Tagged as: Dating, Family, Troubled relationships<< Previous question   Next question >>
Question - (13 April 2011) 2 Answers - (Newest, 13 April 2011)
A female United States age 30-35, anonymous writes:

This is a long story, so thanks for reading.

Okay I have been with my BF for about 3 years now. We live together in a trailer with our dog. I'm in college and stuff, so it's cheep and convenient for us. The trailer was bought by my BF's grandma before she died. My BF's mom ended up having to take it after she died. (this was all right before we started dating). Right when my BF and I started dating she gave the trailer to my BF, his brother and his brothers girl friend. After a few months his brother and GF decided to move out to an apartment. So, I moved in with my BF. The title is still in my BF's brothers name and so is the lease even though we have been living there for almost two years now.

My BF's mom is an obsessive compulsive person. She changes the style of her house every month. She has moved since my BF and I started dating 5 times now. She hasn't had a job since we started dating. She is very sick, so its understandable, but she is not helpless. Well she would always give us stuff when she got new stuff, which was really nice of her and we always appreciated it. But, sense she has been down on money with not getting unemployment anymore she is always asking us for money. Even though we have no money to give her we do it anyway. She also has a 27 year old roommate and he works, but its only part time.

So here goes the real story to what happened. My boyfriends mom is getting kicked out of her apartment. They haven't paid rent and have no electricity. She asked my BF if she could store some of her stuff at our place and since my BF didn't jump for joy at the prospect of having her crap at our house she got all mad. My BF's brother told her she could stay at his house.

Now I thought this was such a dumb idea because his brothers GF and his mom hate each other. And they both don't work and his brother is out of town every week for work and home on the weekends. So, needless to say it only lasted 3 days. Well his mom was missing, so his oldest brother (there are three of them) went calling around looking for her. He called his moms roommate and they got in a big fight. For what reason I have no clue. Nobody likes the roommate they all think its weird and gross that they live together.

Then yesterday I come home from work and find three envelopes on my coffee table. One with each of their names on it. The one addressed to my BF I decide to open. It starts off by saying that she doesn't owe anyone an apology (We never asked for one) and then into the story of what happened at the brothers house.

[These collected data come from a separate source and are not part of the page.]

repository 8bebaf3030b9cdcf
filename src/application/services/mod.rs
//! Application services
//!
//! Services orchestrate domain logic with terminal I/O.

pub mod investigation;

pub use investigation::{GameOutcome, InvestigationService, PlayOptions};
//! Process exit codes, taken from BSD `sysexits.h`.
//!
//! A finished game exits 0 whatever the verdict; only failures use these.

/// Bad arguments, e.g. `--case` pointing at a directory
pub const USAGE: i32 = 64;

/// Malformed case file, or a map that breaks the tree rules
pub const DATAERR: i32 = 65;

/// Case file missing or unreadable
pub const NOINPUT: i32 = 66;

/// Out of memory while recording visits
pub const OSERR: i32 = 71;

/// Terminal or config file I/O failed
pub const IOERR: i32 = 74;

pub const CONFIG: i32 = 78;
//! Case loaders: the built-in mansion and TOML case files.

use std::path::{Path, PathBuf};

use serde::Deserialize;
use tracing::{debug, instrument};

use crate::application::{ApplicationError, ApplicationResult};
use crate::domain::{Case, Direction, Location, LocationId, LocationTree, SuspectIndex};
use crate::infrastructure::traits::CaseLoader;

/// The reference mansion: seven rooms and five clue bindings.
///
/// ```text
/// Hall
/// ├── Parlor
/// │   ├── Kitchen
/// │   └── Library
/// └── Corridor
///     ├── Bedroom
///     └── Garden
/// ```
#[derive(Debug, Default, Clone, Copy)]
pub struct BuiltinCase;

impl CaseLoader for BuiltinCase {
    fn load(&self) -> ApplicationResult<Case> {
        let mut map = LocationTree::new();
        let hall = map.set_root(Location::build("Hall", Some("Muddy footprints"))?)?;
        let parlor = map.attach_left(hall, Location::build("Parlor", Some("Book missing a page"))?)?;
        let corridor = map.attach_right(hall, Location::build("Corridor", None)?)?;
        map.attach_left(parlor, Location::build("Kitchen", Some("Lost key"))?)?;
        map.attach_right(parlor, Location::build("Library", None)?)?;
        map.attach_left(corridor, Location::build("Bedroom", Some("Stained sheet"))?)?;
        map.attach_right(corridor, Location::build("Garden", Some("Lost drawer"))?)?;

        let mut suspects = SuspectIndex::new();
        suspects.put("Muddy footprints", "Gardener");
        suspects.put("Lost drawer", "Gardener");
        suspects.put("Lost key", "Butler");
        suspects.put("Stained sheet", "Butler");
        suspects.put("Book missing a page", "Librarian");

        Ok(Case::new("The Mansion", map, suspects))
    }
}

/// Loads a case from a TOML file.
///
/// ```toml
/// title = "The Mansion"
///
/// [map]
/// name = "Hall"
/// clue = "Muddy footprints"
///
/// [map.left]
/// name = "Parlor"
///
/// [[bindings]]
/// clue = "Muddy footprints"
/// suspect = "Gardener"
/// ```
///
/// Bindings are applied in file order, so a repeated clue keeps its last suspect.
#[derive(Debug, Clone)]
pub struct TomlCaseLoader {
    path: PathBuf,
}

impl TomlCaseLoader {
    pub fn new(path: impl Into<PathBuf>) -> Self {
        Self { path: path.into() }
    }

    /// Parse case file content; `path` is only used for messages and the default title.
    pub fn parse(content: &str, path: &Path) -> ApplicationResult<Case> {
        let spec: CaseSpec = toml::from_str(content).map_err(|e| ApplicationError::InvalidCaseFile {
            path: path.to_path_buf(),
            message: e.to_string(),
        })?;
        spec.into_case(path)
    }
}

impl CaseLoader for TomlCaseLoader {
    #[instrument(level = "debug", skip(self), fields(path = %self.path.display()))]
    fn load(&self) -> ApplicationResult<Case> {
        let content = std::fs::read_to_string(&self.path).map_err(|source| {
            ApplicationError::CaseFileUnreadable {
                path: self.path.clone(),
                source,
            }
        })?;
        Self::parse(&content, &self.path)
    }
}

#[derive(Debug, Deserialize)]
#[serde(deny_unknown_fields)]
struct CaseSpec {
    title: Option<String>,
    map: LocationSpec,
    #[serde(default)]
    bindings: Vec<BindingSpec>,
}

#[derive(Debug, Deserialize)]
#[serde(deny_unknown_fields)]
struct LocationSpec {
    name: String,
    clue: Option<String>,
    left: Option<Box<LocationSpec>>,
    right: Option<Box<LocationSpec>>,
}

#[derive(Debug, Deserialize)]
#[serde(deny_unknown_fields)]
struct BindingSpec {
    clue: String,
    suspect: String,
}

impl CaseSpec {
    fn into_case(self, path: &Path) -> ApplicationResult<Case> {
        let title = self.title.unwrap_or_else(|| {
            path.file_stem()
                .map(|stem| stem.to_string_lossy().into_owned())
                .unwrap_or_else(|| "Untitled case".to_string())
        });

        let mut map = LocationTree::new();
        let mut pending: Vec<(Option<(LocationId, Direction)>, LocationSpec)> = vec![(None, self.map)];
        while let Some((slot, spec)) = pending.pop() {
            let location = Location::build(spec.name, spec.clue.as_deref())?;
            let idx = match slot {
                None => map.set_root(location)?,
                Some((parent, side)) => map.attach(parent, side, location)?,
            };
            if let Some(right) = spec.right {
                pending.push((Some((idx, Direction::Right)), *right));
            }
            if let Some(left) = spec.left {
                pending.push((Some((idx, Direction::Left)), *left));
            }
        }

        let mut suspects = SuspectIndex::new();
        for binding in self.bindings {
            suspects.put(binding.clue, binding.suspect);
        }

        debug!(locations = map.len(), bindings = suspects.len(), "case loaded");
        Ok(Case::new(title, map, suspects))
    }
}
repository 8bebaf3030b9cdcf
//! Detective quest: walk a binary map of rooms, collect clues into an
//! ordered ledger and accuse a suspect once the exploration ends.
//!
//! Layers:
//! - [`domain`]: map, ledger, suspect index, session and verdict (no I/O)
//! - [`application`]: the investigation service driving a [`infrastructure::Terminal`]
//! - [`infrastructure`]: console and case loaders
//! - [`cli`]: argument parsing and dispatch

pub mod application;
pub mod cli;
pub mod config;
pub mod domain;
pub mod exitcode;
pub mod infrastructure;
pub mod util;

Well his brothers GF was being a stupid bitch (no surprise there). Then it goes into the convo between the oldest brother and the roommate. She says that he said we all hate her and she is a mental case and we don't care if anything happens to her. And how me and my BF bitch about how she takes money from us all the time. (We do say stuff sometimes, but its because we have no money! Can she really blame us?). Then the letter ends with how all her sons are stupid selfish pollocks (they're all half polish) and don't deserve her love blah blah blah. How all she wanted was to give them everything and they are not allowed to punish her for her mistakes (no one was).

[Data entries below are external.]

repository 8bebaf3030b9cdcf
//! Shared helpers

pub mod testing;
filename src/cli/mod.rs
//! CLI layer: argument parsing and command dispatch

pub mod args;
pub mod commands;
pub mod error;
pub mod output;

pub use args::{Cli, Commands};
pub use error::{CliError, CliResult};
//! Command dispatch

use std::io;

use clap::CommandFactory;
use clap_complete::generate;
use tracing::{debug, instrument};

use crate::application::services::{GameOutcome, InvestigationService};
use crate::application::ApplicationError;
use crate::cli::args::{Cli, Commands, ConfigCommands};
use crate::cli::output;
use crate::cli::{CliError, CliResult};
use crate::config::{global_config_path, Settings};
use crate::infrastructure::{BuiltinCase, CaseLoader, StdTerminal, TomlCaseLoader};

pub fn execute_command(cli: &Cli) -> CliResult<()> {
    let settings = Settings::load()?;
    debug!(?settings, "settings loaded");

    match &cli.command {
        None | Some(Commands::Play) => cmd_play(cli, &settings),
        Some(Commands::Map) => cmd_map(cli, &settings),
        Some(Commands::Suspects) => cmd_suspects(cli, &settings),
        Some(Commands::Config { command }) => cmd_config(command, &settings),
        Some(Commands::Completion { shell }) => {
            let mut cmd = Cli::command();
            let name = cmd.get_name().to_string();
            generate(*shell, &mut cmd, name, &mut io::stdout());
            Ok(())
        }
    }
}

/// Pick the case loader: `--case` wins over the configured case file.
pub fn case_loader(cli: &Cli, settings: &Settings) -> CliResult<Box<dyn CaseLoader>> {
    match cli.case.as_ref().or(settings.case_file.as_ref()) {
        Some(path) if path.is_dir() => Err(CliError::Usage(format!(
            "case file is a directory: {}",
            path.display()
        ))),
        Some(path) => Ok(Box::new(TomlCaseLoader::new(path))),
        None => Ok(Box::new(BuiltinCase)),
    }
}

#[instrument(level = "debug", skip_all)]
fn cmd_play(cli: &Cli, settings: &Settings) -> CliResult<()> {
    let case = case_loader(cli, settings)?.load()?;
    let service = InvestigationService::new(settings.play_options());
    let mut term = StdTerminal::new();

    let GameOutcome { report, verdict } = service.play(&case, &mut term)?;
    debug!(visits = report.visits.len(), clues = report.ledger.len(), "game finished");

    println!();
    output::verdict(verdict.as_ref());
    output::info("End of the game. Thanks for playing.");
    Ok(())
}

#[instrument(level = "debug", skip_all)]
fn cmd_map(cli: &Cli, settings: &Settings) -> CliResult<()> {
    let case = case_loader(cli, settings)?.load()?;
    output::header(&case.title);
    output::info(&case.map.to_display_tree());
    Ok(())
}

#[instrument(level = "debug", skip_all)]
fn cmd_suspects(cli: &Cli, settings: &Settings) -> CliResult<()> {
    let case = case_loader(cli, settings)?.load()?;
    output::header("Known suspects:");
    output::suspects(case.suspects.distinct_suspects());
    Ok(())
}

fn cmd_config(command: &ConfigCommands, settings: &Settings) -> CliResult<()> {
    match command {
        ConfigCommands::Show => {
            output::info(&settings.to_toml()?);
            Ok(())
        }
        ConfigCommands::Path => {
            match global_config_path() {
                Some(path) => output::info(&path.display()),
                None => output::warning("no config directory available"),
            }
            Ok(())
        }
        ConfigCommands::Init { force } => {
            let path = global_config_path().ok_or_else(|| ApplicationError::Config {
                message: "no config directory available".to_string(),
            })?;
            if path.exists() && !force {
                return Err(CliError::Usage(format!(
                    "config already exists: {} (use --force to overwrite)",
                    path.display()
                )));
            }
            let template = Settings::default().to_toml()?;
            write_config(&path, &template)?;
            output::info(&format!("Created {}", path.display()));
            Ok(())
        }
    }
}

fn write_config(path: &std::path::Path, content: &str) -> Result<(), ApplicationError> {
    let io_err = |e: io::Error| ApplicationError::OperationFailed {
        context: format!("write config: {}", path.display()),
        source: Box::new(e),
    };
    if let Some(parent) = path.parent() {
        std::fs::create_dir_all(parent).map_err(io_err)?;
    }
    std::fs::write(path, content).map_err(io_err)
}

#[cfg(test)]
mod tests {
    use super::*;
    use clap::Parser;

    #[test]
    fn test_case_loader_defaults_to_builtin() {
        let cli = Cli::parse_from(["dquest", "map"]);
        let case = case_loader(&cli, &Settings::default())
            .unwrap()
            .load()
            .unwrap();
        assert_eq!(case.title, "The Mansion");
    }

    #[test]
    fn test_case_loader_rejects_directory() {
        let dir = tempfile::TempDir::new().unwrap();
        let cli = Cli::parse_from(["dquest", "--case", dir.path().to_str().unwrap(), "map"]);
        let err = case_loader(&cli, &Settings::default()).err().unwrap();
        assert!(matches!(err, CliError::Usage(_)));
    }

    #[test]
    fn test_cli_case_overrides_settings() {
        let dir = tempfile::TempDir::new().unwrap();
        let path = dir.path().join("cottage.toml");
        std::fs::write(&path, "title = \"Cottage\"\n[map]\nname = \"Porch\"\n").unwrap();
        let settings = Settings {
            case_file: Some(dir.path().join("missing.toml")),
            ..Settings::default()
        };
        let cli = Cli::parse_from(["dquest", "--case", path.to_str().unwrap(), "map"]);
        let case = case_loader(&cli, &settings).unwrap().load().unwrap();
        assert_eq!(case.title, "Cottage");
    }
}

Everyone knows she would give them the world if she could, that doesn't mean she can just say whatever she wants. She said some mean and hateful things.

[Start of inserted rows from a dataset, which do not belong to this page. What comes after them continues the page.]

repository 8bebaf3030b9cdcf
//! Accusation tally and judgment.

use std::collections::HashMap;
use std::fmt;

use itertools::Itertools;
use tracing::{debug, instrument};

use crate::domain::ledger::ClueLedger;
use crate::domain::suspects::SuspectIndex;

/// Distinct clues needed to convict. Fixed by the game rules.
pub const GUILTY_THRESHOLD: usize = 2;

/// Number of collected clues implicating each suspect.
#[derive(Debug, Clone, Default, PartialEq, Eq)]
pub struct AccusationTally {
    counts: HashMap<String, usize>,
}

impl AccusationTally {
    /// Count, per suspect, the ledgered clues bound to them. Unbound clues
    /// count for nobody.
    #[instrument(level = "debug", skip_all)]
    pub fn from_evidence(ledger: &ClueLedger, index: &SuspectIndex) -> Self {
        let mut counts = HashMap::new();
        for clue in ledger {
            match index.get(clue) {
                Some(suspect) => *counts.entry(suspect.to_string()).or_insert(0) += 1,
                None => debug!(clue, "clue implicates nobody"),
            }
        }
        Self { counts }
    }

    pub fn count_for(&self, suspect: &str) -> Option<usize> {
        self.counts.get(suspect).copied()
    }

    /// Entries sorted by suspect name.
    pub fn entries(&self) -> Vec<(&str, usize)> {
        self.counts
            .iter()
            .map(|(name, count)| (name.as_str(), *count))
            .sorted()
            .collect()
    }

    /// Match `accused` ignoring case. When several names differ only in case,
    /// the first in sorted order answers alone; counts are never merged.
    fn lookup(&self, accused: &str) -> Option<(&str, usize)> {
        let folded = accused.to_lowercase();
        self.entries()
            .into_iter()
            .find(|(name, _)| name.to_lowercase() == folded)
    }
}

#[derive(Debug, Clone, PartialEq, Eq)]
pub enum Verdict {
    Guilty { suspect: String, clues: usize },
    InsufficientEvidence { suspect: String, clues: usize },
    /// Nobody with collected clues answers to that name.
    Unsupported { accused: String },
    NoEvidenceCollected,
}

impl Verdict {
    pub fn is_guilty(&self) -> bool {
        matches!(self, Verdict::Guilty { .. })
    }
}

impl fmt::Display for Verdict {
    fn fmt(&self, f: &mut fmt::Formatter<'_>) -> fmt::Result {
        match self {
            Verdict::Guilty { suspect, clues } => {
                write!(f, "{} is GUILTY ({} clues)", suspect, clues)
            }
            Verdict::InsufficientEvidence { suspect, clues } => write!(
                f,
                "insufficient evidence against {} ({} of {} clues needed)",
                suspect, clues, GUILTY_THRESHOLD
            ),
            Verdict::Unsupported { accused } => {
                write!(f, "'{}' is not implicated by any collected clue", accused)
            }
            Verdict::NoEvidenceCollected => write!(f, "no evidence collected"),
        }
    }
}

/// Judge an accusation against a tally.
#[instrument(level = "debug", skip(tally))]
pub fn judge(tally: &AccusationTally, accused: &str) -> Verdict {
    match tally.lookup(accused) {
        None => Verdict::Unsupported {
            accused: accused.to_string(),
        },
        Some((suspect, clues)) if clues >= GUILTY_THRESHOLD => Verdict::Guilty {
            suspect: suspect.to_string(),
            clues,
        },
        Some((suspect, clues)) => Verdict::InsufficientEvidence {
            suspect: suspect.to_string(),
            clues,
        },
    }
}

/// Full verdict procedure: an empty ledger short-circuits before tallying.
pub fn decide(ledger: &ClueLedger, index: &SuspectIndex, accused: &str) -> Verdict {
    if ledger.is_empty() {
        return Verdict::NoEvidenceCollected;
    }
    judge(&AccusationTally::from_evidence(ledger, index), accused)
}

Well after that another little surprise falls out of the letter, another hand written letter. It says that me and my BF have 2 weeks to move out of the trailer and that she got the title in her name and that the state and her social worker are going to help her move in.

I instantly started to cry. What did I do to her?!? What did my BF do to her? That whole letter had nothing to do with us. Instead of acting like a grown up and talking to us about what the oldest brother was saying she is going to try and kick us out? Anyway we changed the locks on the door and my BF's brother did not sign the title over to her, so god only knows what she did to get the title. I dunno if she can take away the trailer. She has to get approved by the park manager to move in and she has no income.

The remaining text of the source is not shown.